Bitcoin is marching north toward record highs once more, having shown resilience in the face of a rallying U.S. dollar in recent days.
"While many were concerned about the USD strength and a turbulent macro market, BTC has continued to break recent highs," Matthew Dibb, COO and co-founder of Stack Funds, told CoinDesk. "We believe the risk-off correlation between these markets is slowly unwinding, and the cryptocurrency could challenge record highs."
The Dollar Index, which tracks the greenback's value against major currencies, jumped 1.21% last week as rising U.S. Treasury yields and losses in the stock market boosted haven demand.
However, despite the dollar charting its biggest weekly gain since October, bitcoin jumped over 12% in the same period. The top cryptocurrency was last seen trading above $54,170, representing an 8% gain over 24 hours, and with a market capitalization that has now returned over $1 trillion, according to CoinDesk 20 data.
A convincing move above resistance at $52,666 has put within reach the record high of $58,332 hit on Feb. 22.
"There are other positive signs on the technical chart," Patrick Heusser, head of trading at Swiss-based Crypto Finance AG, said, while drawing attention to a breakout above the Ichimoku cloud red line – a technical analysis tool used to help identify support and resistance levels and other essential information such as trend direction and momentum.
According to Heusser, the bitcoin market has witnessed positive structural changes over recent weeks that would pave the way for a more sustainable move to lifetime highs. The futures premium has dropped, alongside continuously increasing futures open interest, and spot and futures trading volumes, he told CoinDesk in a Telegram chat.
Futures listed on major exchanges are trading at a considerably lower premium to spot market prices compared to the record spread seen in mid-February when bitcoin reached new highs above $58,000. The peak premium represented excess bullish leverage, which has been cleared by the pullback to sub-$50,000 seen at the end of last month.

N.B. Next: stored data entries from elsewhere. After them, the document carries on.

//! Basic low-level byte parser functionality.
//!
//! Provides the cursor ([ByteParser] over a [ByteSource]) and the error type
//! ([ParsingError]) shared by the Newick parser.

pub mod byte_parser;
pub mod byte_source;
pub mod parsing_error;

pub use byte_parser::ByteParser;
pub use byte_source::{ByteSource, InMemoryByteSource};
pub use parsing_error::{ParsingError, ParsingErrorType};
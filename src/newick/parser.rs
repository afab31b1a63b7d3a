//! Structs and logic to parse Newick and NHX strings.
//!
//! This module provides the [NewickParser] struct, a single-pass recursive
//! descent parser that builds a [Tree] from a [ByteParser].

use crate::model::annotation::{decode_nhx, Annotations};
use crate::model::{BranchLength, Tree, VertexIndex};
use crate::newick::defs::{BRANCH_LENGTH_DELIMITERS, DEFAULT_NUM_LEAVES_GUESS, NEWICK_LABEL_DELIMITERS};
use crate::parser::byte_source::ByteSource;
use crate::parser::{ByteParser, ParsingError, ParsingErrorType};
use serde::{Deserialize, Serialize};
use tracing::{debug, instrument, trace, warn};

// =#========================================================================#=
// CONFIGURATION TYPES
// =#========================================================================#=
/// How the parser treats a branch length that is not a non-negative number,
/// e.g. `B:abc`, `B:` or `B:-0.2`.
#[derive(Debug, Clone, Copy, PartialEq, Eq, Default, Serialize, Deserialize)]
pub enum LengthPolicy {
    /// Use a branch length of 0 and record a [LengthFallback].
    #[default]
    Lenient,
    /// Fail with [ParsingErrorType::InvalidBranchLength].
    Strict,
}

/// Record of a malformed branch length that was replaced by 0.
#[derive(Debug, Clone, PartialEq)]
pub struct LengthFallback {
    /// Byte offset of the start of the malformed token
    pub position: usize,
    /// The token as it appeared in the input (possibly empty)
    pub token: String,
}

// =#========================================================================#=
// NEWICK PARSER
// =#========================================================================#=
/// Parser (configuration) for Newick format phylogenetic trees, with
/// optional NHX annotation decoding.
///
/// # Configuration
/// * [`with_nhx()`](Self::with_nhx)
///     - Decodes `[&&NHX:key=value:...]` blocks into vertex annotations.
///       Without it, bracket blocks attached to a label stay part of the label
///       and blocks after a branch length are dropped as comments.
/// * [`with_length_policy(policy)`](Self::with_length_policy)
///     - Leniency for malformed branch lengths, see [LengthPolicy].
/// * [`with_num_leaves(num_leaves)`](Self::with_num_leaves)
///     - Expected number of leaves, used to pre-allocate the arena.
///
/// # Format
/// * `tree ::= vertex [';']`
/// * `vertex ::= '(' vertex (',' vertex)* ')' [label] [':' length] [block]`
/// * `vertex ::= [label] [':' length] [block]`
///
/// Furthermore:
/// * Whitespace and newlines can occur between elements
/// * Unquoted labels run up to the next `(`, `)`, `,`, `:` or `;` and are trimmed;
///   `[...]` inside a label is opaque
/// * Quoted labels use single quotes, with `''` as escaped quote
/// * Text after the terminating `;` is ignored; the `;` itself is optional
///
/// # Example
/// ```
/// use nhxtree::newick::NewickParser;
/// use nhxtree::parser::ByteParser;
///
/// let mut byte_parser = ByteParser::for_str("(A[&&NHX:S=human],B[&&NHX:S=mouse]);");
/// let mut newick_parser = NewickParser::new().with_nhx();
///
/// let tree = newick_parser.parse_str(&mut byte_parser).unwrap();
/// let a = tree.find_leaf("A").unwrap();
/// assert_eq!(tree[a].annotation("S"), Some("human"));
/// ```
#[derive(Debug, Clone)]
pub struct NewickParser {
    nhx: bool,
    length_policy: LengthPolicy,
    num_leaves: usize,
    fallbacks: Vec<LengthFallback>,
}

// ============================================================================
// Construction & Configuration (pub)
// ============================================================================
impl NewickParser {
    /// Creates a new [NewickParser] with default settings:
    /// plain Newick (no NHX decoding) and [LengthPolicy::Lenient].
    pub fn new() -> Self {
        Self {
            nhx: false,
            length_policy: LengthPolicy::default(),
            num_leaves: DEFAULT_NUM_LEAVES_GUESS,
            fallbacks: Vec::new(),
        }
    }

    /// Configures the parser to decode NHX annotation blocks.
    pub fn with_nhx(mut self) -> Self {
        self.nhx = true;
        self
    }

    /// Sets the policy for malformed branch lengths.
    pub fn with_length_policy(mut self, length_policy: LengthPolicy) -> Self {
        self.length_policy = length_policy;
        self
    }

    /// Sets the expected number of leaves in each parsed tree.
    ///
    /// This allows pre-allocation of the vertex arena.
    pub fn with_num_leaves(mut self, num_leaves: usize) -> Self {
        self.num_leaves = num_leaves;
        self
    }

    /// Returns whether NHX decoding is enabled.
    pub fn is_nhx(&self) -> bool {
        self.nhx
    }

    /// Returns the branch lengths that were replaced by 0 during the last parse.
    pub fn fallbacks(&self) -> &[LengthFallback] {
        &self.fallbacks
    }
}

impl Default for NewickParser {
    fn default() -> Self {
        Self::new()
    }
}

// ============================================================================
// API Parsing (pub)
// ============================================================================
impl NewickParser {
    /// Parses a single Newick tree from a string.
    pub fn parse(&mut self, newick: &str) -> Result<Tree, ParsingError> {
        let mut byte_parser = ByteParser::for_str(newick);
        self.parse_str(&mut byte_parser)
    }

    /// Parses a single Newick tree from the given [ByteParser].
    ///
    /// After parsing, every unlabelled leaf receives a synthetic label
    /// (see [Tree::assign_synthetic_labels]).
    ///
    /// # Arguments
    /// * `parser` - The byte parser positioned at the start of a Newick tree string
    ///
    /// # Returns
    /// * `Ok(Tree)` - The parsed phylogenetic tree
    /// * `Err(ParsingError)` - If the Newick format is invalid
    #[instrument(level = "trace", skip_all, fields(nhx = self.nhx))]
    pub fn parse_str<B: ByteSource>(&mut self, parser: &mut ByteParser<B>) -> Result<Tree, ParsingError> {
        self.fallbacks.clear();

        parser.skip_whitespace();
        if parser.is_eof() || parser.peek_is(b';') {
            return Err(parser.error(ParsingErrorType::EmptyInput));
        }

        let mut tree = Tree::new(self.num_leaves);
        let root_index = self.parse_vertex(parser, &mut tree)?;

        // Consume the optional terminating semicolon
        parser.skip_whitespace();
        if !parser.consume_if(b';') {
            if let Some(b) = parser.peek() {
                let msg = if b == b')' {
                    "')' without matching '('".to_string()
                } else {
                    format!("{:?} after end of tree", char::from(b))
                };
                return Err(parser.error(ParsingErrorType::UnexpectedCharacter(msg)));
            }
        }

        tree.set_root(root_index);
        let num_synthetic = tree.assign_synthetic_labels();

        // Having parsed a full tree, use its size as guess for the next one
        let num_leaves = tree.num_leaves();
        self.num_leaves = num_leaves;

        debug!(
            vertices = tree.num_vertices(),
            leaves = num_leaves,
            synthetic_labels = num_synthetic,
            length_fallbacks = self.fallbacks.len(),
            "parsed Newick tree"
        );

        Ok(tree)
    }
}

// ============================================================================
// Parsing
// ============================================================================
impl NewickParser {
    /// Parses a vertex (with its subtree, if any), adds it to tree and returns its index:
    /// - `[(children)] [label] [:branch_length] [block]`
    /// - Skips leading whitespace
    fn parse_vertex<B: ByteSource>(
        &mut self,
        parser: &mut ByteParser<B>,
        tree: &mut Tree,
    ) -> Result<VertexIndex, ParsingError> {
        parser.skip_whitespace();
        let children = if parser.peek_is(b'(') {
            self.parse_children(parser, tree)?
        } else {
            Vec::new()
        };

        let (label, mut annotations) = self.parse_label(parser)?;
        let branch_length = self.parse_branch_length(parser)?;
        self.parse_trailing_block(parser, &mut annotations)?;

        let index = tree.add_internal(children, label, branch_length);
        if !annotations.is_empty() {
            tree.set_annotations(index, annotations);
        }

        Ok(index)
    }

    /// Parses children `(first, second, ...)` and returns their indices:
    /// - Expects parser at opening `(`
    ///
    /// # Returns
    /// - vertex indices of child vertices, in input order
    /// - [ParsingError] if the list is not closed or malformed
    fn parse_children<B: ByteSource>(
        &mut self,
        parser: &mut ByteParser<B>,
        tree: &mut Tree,
    ) -> Result<Vec<VertexIndex>, ParsingError> {
        // Parse: "(first"
        parser.consume_if(b'(');
        let mut children = vec![self.parse_vertex(parser, tree)?];

        // Parse: ",next" until ")"
        loop {
            parser.skip_whitespace();
            match parser.peek() {
                Some(b',') => {
                    parser.next_byte();
                    children.push(self.parse_vertex(parser, tree)?);
                }
                Some(b')') => {
                    parser.next_byte();
                    return Ok(children);
                }
                // The document ends before the list is closed
                None | Some(b';') => {
                    return Err(parser.error(ParsingErrorType::UnbalancedParentheses));
                }
                Some(b) => {
                    let msg = format!("Expected ',' or ')' but found {:?}", char::from(b));
                    return Err(parser.error(ParsingErrorType::UnexpectedCharacter(msg)));
                }
            }
        }
    }

    /// Parses the optional label of a vertex (quoted or unquoted) together
    /// with any bracket block attached to it.
    ///
    /// # Returns
    /// - The final label (NHX-stripped and quote-stripped in NHX mode,
    ///   verbatim otherwise) and the decoded annotations
    fn parse_label<B: ByteSource>(
        &mut self,
        parser: &mut ByteParser<B>,
    ) -> Result<(String, Annotations), ParsingError> {
        parser.skip_whitespace();
        let mut annotations = Annotations::new();

        if parser.peek_is(b'\'') {
            let quoted = parser.parse_quoted_label()?;
            let attached = parser.parse_unquoted_label(NEWICK_LABEL_DELIMITERS)?;
            let attached = attached.trim();
            let rest = if self.nhx {
                decode_nhx(attached, &mut annotations)
            } else {
                attached.to_string()
            };
            return Ok((quoted + &rest, annotations));
        }

        let raw = parser.parse_unquoted_label(NEWICK_LABEL_DELIMITERS)?;
        let label = if self.nhx {
            decode_nhx(&raw, &mut annotations)
        } else {
            raw.trim().to_string()
        };

        Ok((label, annotations))
    }

    /// Parses optional branch length `[:number]`:
    /// - Skips whitespace before and after `:`
    /// - Supports signs and scientific notation (e.g., `1.5e-10`)
    ///
    /// # Returns
    /// - [BranchLength::ZERO] if no branch length is given
    /// - The parsed branch length, or zero with a recorded [LengthFallback]
    ///   if it is malformed under [LengthPolicy::Lenient]
    /// - [ParsingError] if it is malformed under [LengthPolicy::Strict]
    fn parse_branch_length<B: ByteSource>(
        &mut self,
        parser: &mut ByteParser<B>,
    ) -> Result<BranchLength, ParsingError> {
        parser.skip_whitespace();
        if !parser.consume_if(b':') {
            return Ok(BranchLength::ZERO);
        }
        parser.skip_whitespace();

        let start = parser.position();
        let token = parser.parse_unquoted_label(BRANCH_LENGTH_DELIMITERS)?;

        if let Some(branch_length) = token.parse::<f64>().ok().and_then(BranchLength::try_new) {
            return Ok(branch_length);
        }

        match self.length_policy {
            LengthPolicy::Strict => {
                parser.set_position(start);
                Err(parser.error(ParsingErrorType::InvalidBranchLength(token)))
            }
            LengthPolicy::Lenient => {
                warn!(position = start, token = %token, "malformed branch length, using 0");
                self.fallbacks.push(LengthFallback { position: start, token });
                Ok(BranchLength::ZERO)
            }
        }
    }

    /// Parses an optional bracket block following the branch length.
    ///
    /// In NHX mode it is decoded into `annotations`; otherwise it is a comment.
    fn parse_trailing_block<B: ByteSource>(
        &mut self,
        parser: &mut ByteParser<B>,
        annotations: &mut Annotations,
    ) -> Result<(), ParsingError> {
        parser.skip_whitespace();
        if !parser.peek_is(b'[') {
            return Ok(());
        }

        let block = parser.parse_bracket_block()?;
        if self.nhx {
            decode_nhx(&block, annotations);
        } else {
            trace!(block = %block, "skipping bracket comment");
        }

        Ok(())
    }
}
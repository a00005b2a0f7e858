//! Chat pane markup.

use std::fmt::Write as _;

use crate::ui::escape::escape_html;
use crate::view::{ChatMessage, ChatView, InputState, MessageRole, StreamState};

/// Status line shown when auto-assign is on.
pub const AUTO_ASSIGN_ON: &str = "✅ ON - Tickets will be assigned to you";
/// Status line shown when auto-assign is off.
pub const AUTO_ASSIGN_OFF: &str = "❌ OFF - Tickets will remain unassigned";

/// Status text for the auto-assign toggle.
#[must_use]
pub fn toggle_status_text(auto_assign: bool) -> &'static str {
    if auto_assign { AUTO_ASSIGN_ON } else { AUTO_ASSIGN_OFF }
}

/// Render the auto-assign status line.
#[must_use]
pub fn render_toggle_status(auto_assign: bool) -> String {
    let class = if auto_assign {
        "text-success d-block"
    } else {
        "text-muted d-block"
    };
    format!(
        r#"<small id="toggleStatus" class="{class}">{}</small>"#,
        toggle_status_text(auto_assign)
    )
}

/// Render one completed message bubble.
#[must_use]
pub fn render_message(message: &ChatMessage) -> String {
    let text = escape_html(&message.text);
    match message.role {
        MessageRole::User => {
            format!(r#"<div class="user-message"><strong>You:</strong> {text}</div>"#)
        }
        MessageRole::Bot => {
            format!(r#"<div class="bot-message"><strong>AI:</strong> {text}</div>"#)
        }
        MessageRole::Error => format!(
            r#"<div class="bot-message" style="border-left-color: #dc3545; background: #f8d7da;"><strong>Error:</strong> {text}</div>"#
        ),
    }
}

/// Render the reply that is still streaming.
#[must_use]
pub fn render_pending(state: &StreamState) -> String {
    let class = if state.is_loading() {
        "bot-message message-loading"
    } else {
        "bot-message"
    };
    format!(
        r#"<div class="{class}"><strong>AI:</strong> <span class="response-content">{}</span></div>"#,
        escape_html(state.display_text())
    )
}

/// Render the message input form.
#[must_use]
pub fn render_input(input: &InputState) -> String {
    let disabled = if input.enabled { "" } else { " disabled" };
    format!(
        r#"<form id="chat-form"><input id="user-input" name="user_input" value="{}"{disabled}><button type="submit"{disabled}>{}</button></form>"#,
        escape_html(&input.value),
        escape_html(input.button_label)
    )
}

/// Render the whole message pane.
///
/// `data-scroll` carries the view's scroll revision so the page can follow
/// new content.
#[must_use]
pub fn render_chat(view: &ChatView) -> String {
    let mut html = format!(
        r#"<div id="chat-messages" data-scroll="{}">"#,
        view.scroll_revision()
    );
    for message in view.messages() {
        html.push_str(&render_message(message));
    }
    if let Some(state) = view.pending() {
        html.push_str(&render_pending(state));
    }
    html.push_str("</div>");

    if !view.title().is_empty() {
        let _ = write!(html, r#"<h5 id="chatTitle">{}</h5>"#, escape_html(view.title()));
    }
    html.push_str(&render_input(view.input()));
    html
}
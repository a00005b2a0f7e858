//! Chat session sidebar.
//!
//! The sidebar lists the user's sessions as reported by the server and marks
//! the one the page is showing. Selecting an entry yields a [`Navigation`]
//! rather than changing location itself.
//!
//! # Example
//!
//! ```rust
//! use jira_chat_client::session::{Navigation, SessionList};
//! use jira_chat_client::types::SessionSummary;
//!
//! let mut list = SessionList::new(Some("a1".to_string()));
//! list.replace(vec![SessionSummary {
//!     session_id: "a1".into(),
//!     title: None,
//!     message_count: 2,
//!     last_activity: None,
//! }]);
//!
//! assert!(list.entries()[0].active);
//! assert_eq!(list.click("a1"), Navigation::Stay);
//! ```

mod list;

pub use list::{DEFAULT_TITLE, Navigation, SessionEntry, SessionList, chat_path, display_date};
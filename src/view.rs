//! In-memory view-model of the chat pane.
//!
//! Everything the page shows lives here; HTML is rendered from it by
//! [`crate::ui`]. Messages are append-only and never edited once pushed.

use serde::{Deserialize, Serialize};

use crate::state::HistoryEntry;

/// Placeholder shown in a bot message before its reply starts.
pub const THINKING: &str = "Thinking...";
/// Label of the submit button when idle.
pub const SEND_LABEL: &str = "Send";
/// Label of the submit button while a message is in flight.
pub const SENDING_LABEL: &str = "Sending...";
/// Text of the error bubble shown when a submit fails.
pub const SUBMIT_FAILED: &str = "Sorry, something went wrong. Please try again.";

/// Author of a rendered message.
#[derive(Debug, Clone, Copy, PartialEq, Eq, Serialize, Deserialize)]
#[serde(rename_all = "lowercase")]
pub enum MessageRole {
    User,
    Bot,
    Error,
}

/// A message as rendered in the chat pane.
#[derive(Debug, Clone, PartialEq, Eq, Serialize, Deserialize)]
pub struct ChatMessage {
    pub role: MessageRole,
    pub text: String,
}

impl ChatMessage {
    #[must_use]
    pub fn user(text: impl Into<String>) -> Self {
        Self {
            role: MessageRole::User,
            text: text.into(),
        }
    }

    #[must_use]
    pub fn bot(text: impl Into<String>) -> Self {
        Self {
            role: MessageRole::Bot,
            text: text.into(),
        }
    }

    #[must_use]
    pub fn error(text: impl Into<String>) -> Self {
        Self {
            role: MessageRole::Error,
            text: text.into(),
        }
    }
}

/// Reply being streamed into the pane.
///
/// Lives only while its response is open; completion seals it into a
/// [`ChatMessage`] via [`finish`](Self::finish).
#[derive(Debug, Clone, Default, PartialEq, Eq)]
pub struct StreamState {
    text: String,
    receiving: bool,
}

impl StreamState {
    /// A reply that has not started arriving.
    #[must_use]
    pub fn new() -> Self {
        Self::default()
    }

    /// The response head arrived; the placeholder is cleared.
    pub fn mark_receiving(&mut self) {
        self.receiving = true;
    }

    /// Append a decoded fragment.
    pub fn append(&mut self, fragment: &str) {
        self.receiving = true;
        self.text.push_str(fragment);
    }

    /// Text received so far.
    #[must_use]
    pub fn text(&self) -> &str {
        &self.text
    }

    /// What the pane shows for this reply right now.
    #[must_use]
    pub fn display_text(&self) -> &str {
        if self.receiving { &self.text } else { THINKING }
    }

    /// Whether the placeholder is still showing.
    #[must_use]
    pub fn is_loading(&self) -> bool {
        !self.receiving
    }

    /// Seal the reply into an immutable bot message.
    #[must_use]
    pub fn finish(self) -> ChatMessage {
        ChatMessage::bot(self.text)
    }
}

/// State of the message input and its submit button.
#[derive(Debug, Clone, PartialEq, Eq)]
pub struct InputState {
    pub enabled: bool,
    pub value: String,
    pub button_label: &'static str,
}

impl Default for InputState {
    fn default() -> Self {
        Self {
            enabled: true,
            value: String::new(),
            button_label: SEND_LABEL,
        }
    }
}

/// The chat pane.
#[derive(Debug, Clone, Default, PartialEq, Eq)]
pub struct ChatView {
    title: String,
    messages: Vec<ChatMessage>,
    pending: Option<StreamState>,
    input: InputState,
    scroll_revision: u64,
}

impl ChatView {
    #[must_use]
    pub fn new() -> Self {
        Self::default()
    }

    /// Rebuild the pane from stored history, replacing anything shown.
    pub fn load_history(&mut self, history: &[HistoryEntry]) {
        self.messages.clear();
        self.pending = None;
        for entry in history {
            self.messages.push(ChatMessage::user(&entry.user_message));
            self.messages.push(ChatMessage::bot(&entry.bot_response));
        }
        self.scroll_to_bottom();
    }

    #[must_use]
    pub fn title(&self) -> &str {
        &self.title
    }

    pub fn set_title(&mut self, title: impl Into<String>) {
        self.title = title.into();
    }

    /// Completed messages, oldest first.
    #[must_use]
    pub fn messages(&self) -> &[ChatMessage] {
        &self.messages
    }

    /// The reply currently streaming, if any.
    #[must_use]
    pub fn pending(&self) -> Option<&StreamState> {
        self.pending.as_ref()
    }

    #[must_use]
    pub fn input(&self) -> &InputState {
        &self.input
    }

    /// Incremented whenever the pane should show its latest content.
    #[must_use]
    pub fn scroll_revision(&self) -> u64 {
        self.scroll_revision
    }

    /// Number of error bubbles shown.
    #[must_use]
    pub fn error_count(&self) -> usize {
        self.messages
            .iter()
            .filter(|m| m.role == MessageRole::Error)
            .count()
    }

    pub fn set_input_value(&mut self, value: impl Into<String>) {
        self.input.value = value.into();
    }

    /// Disable the input while a message is in flight and clear its value.
    pub fn lock_input(&mut self) {
        self.input.enabled = false;
        self.input.value.clear();
        self.input.button_label = SENDING_LABEL;
    }

    /// Re-enable the input.
    pub fn unlock_input(&mut self) {
        self.input.enabled = true;
        self.input.button_label = SEND_LABEL;
    }

    pub fn push_user(&mut self, text: impl Into<String>) {
        self.push(ChatMessage::user(text));
    }

    pub fn push_error(&mut self, text: impl Into<String>) {
        self.push(ChatMessage::error(text));
    }

    /// Show the placeholder bot message for a reply.
    ///
    /// A reply still pending from an earlier stream is sealed first.
    pub fn begin_stream(&mut self) {
        self.seal_pending();
        self.pending = Some(StreamState::new());
        self.scroll_to_bottom();
    }

    /// The response head arrived; replace the placeholder with an empty reply.
    pub fn mark_receiving(&mut self) {
        if let Some(state) = self.pending.as_mut() {
            state.mark_receiving();
        }
    }

    /// Append a fragment to the streaming reply and follow it.
    pub fn append_fragment(&mut self, fragment: &str) {
        let state = self.pending.get_or_insert_with(StreamState::new);
        state.append(fragment);
        self.scroll_to_bottom();
    }

    /// Seal the streaming reply into a bot message and return its text.
    pub fn finish_stream(&mut self) -> Option<String> {
        let state = self.pending.take()?;
        let message = state.finish();
        let text = message.text.clone();
        self.push(message);
        Some(text)
    }

    /// End the streaming reply after a failure or cancellation.
    ///
    /// Text already received stays on screen; an empty reply is dropped.
    pub fn abandon_stream(&mut self) -> Option<String> {
        let state = self.pending.take()?;
        if state.text().is_empty() {
            return None;
        }
        let message = state.finish();
        let text = message.text.clone();
        self.push(message);
        Some(text)
    }

    pub fn scroll_to_bottom(&mut self) {
        self.scroll_revision += 1;
    }

    fn seal_pending(&mut self) {
        if self.pending.is_some() {
            self.abandon_stream();
        }
    }

    fn push(&mut self, message: ChatMessage) {
        self.messages.push(message);
        self.scroll_to_bottom();
    }
}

Futures open interest, or the number of open positions, jumped to 334,328 BTC on Monday – the highest level since Feb. 19 – having dropped along with prices in the second half of February.
A rise in prices alongside an uptick in open interest is said to validate an uptrend. Meanwhile, a price drop is said to be temporary if it is accompanied by a decline in open interest. That's what happened during bitcoin's recent correction to $43,000.
And lastly, blockchain data shows holding sentiment remains strong as ever, with the balance held on exchanges continuing its uninterrupted decline last week with an outflow of 35,200 BTC.
With key events such as Federal Reserve's rate decision due next week, Dibb foresees some price turbulence ahead of a possible breakout above $60,000.
At the Federal Reserve’s policy meeting March 16-17, Chairman Jerome Powell is expected to reaffirm his pro-stimulus stance. Traders, however, will have an ear out for his comments on rising bond yields. Powell recently refrained from sounding too worried about the turmoil in the bond market. However, an unchecked rise in yields may force him into action.
Heusser, meanwhile, has some concerns the bitcoin order books are currently skewed to the sell side. However, he remains confident these offers will be absorbed by strong inflows.
"We have seen this before, and continuous market spot buying (mainly on Coinbase) made it possible for the price to go up," Heusser said.
The cryptocurrency may still see losses if the stock market suffers a big drawdown on a continued rise in yields, if any. Heusser, however, does not expect a drop below $47,000.
"During consolidation, we built a solid liquidity pool at around $47K, which I believe should be the local bottom until we reach a new all-time high," he noted.